Matthew Harrison, head of biotechnology research at Morgan Stanley, said the demand for patients is likely to be vast, but some doctors have refused to administer addannumab even if they receive approval. “Investors aren’t sure they understand what that dynamic will ultimately mean.”
It expects Biogen to garner $ 7 billion in sales by 2030 while UBS’s Bristow expects maximum annual sales of $ 18 billion worldwide.
“It would be one of the biggest drugs in the industry,” Bristow said.
What happens if it is rejected?
Aducanumab rejection will be a blow to people suffering from Alzheimer’s who have raised their hopes for a slower mental decline from the drug.
More than 6 million people in the United States live with the disease, according to the Alzheimer’s Association, and many conditions are worse during the coronavirus pandemic that contact between their lovers has been reduced to slow the spread of the virus.
The refusal will also be a heavy blow to Biogen, which has spent millions on drug development and has fallen into other areas. The company’s shares have fluctuated widely since previous announcements about the drug.

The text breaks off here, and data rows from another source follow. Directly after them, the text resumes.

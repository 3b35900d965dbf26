//! lyricsync-timeline: timed-object contracts, search, and interpolation.
//!
//! Every query in lyricsync works on slices sorted ascending by start time
//! whose elements do not overlap each other. This crate provides the
//! primitives that answer "what is active at `t`" and "what changed between
//! `t0` and `t1`" over such slices, plus the construction-time pass that
//! fabricates timestamps for units whose source data omits them.
//!
//! # Modules
//!
//! - [`timed`] - The [`TimedObject`] contract and the concrete [`Span`]
//! - [`search`] - Binary search, point lookup, and range diffs
//! - [`interpolate`] - Even subdivision of untimed sibling runs

pub mod interpolate;
pub mod search;
pub mod timed;

// Re-export commonly used items at the crate root.
pub use interpolate::{envelope, interpolate, PartialSpan};
pub use search::{
    find_containing, find_overlapping_in_range, find_overlapping_index, find_timed_index,
    find_timed_object, find_timed_objects_in_range, sorted_index, sorted_index_by, FindOptions,
    RangeChange,
};
pub use timed::{Span, TimedObject};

“Aducanumab has really hurt Biogen for a while because it was such an overwhelming focus of the company, they are back in gene therapy. [and] new neurodegenerative treatments, ”said Tom Shrader, general manager of BTIG.
What does the FDA’s decision mean for other companies?
A green light from the FDA will raise confidence in the amyloid hypothesis and increase investment in further studies. Eli Lilly is trying donanemab, another drug that eliminates amyloid, and positive news for Biogen should be able to push sentiment toward Lilly’s study.
Geoff Meacham, an analyst at Bank of America, said a rejection “will not necessarily put a nail in the coffin of the amyloid hypothesis” because Biogen’s controversial processes are difficult to compare with others. Meanwhile, imaging technologies have progressed so that patients can be more effectively examined to see if they have amyloid in their brain in the first place.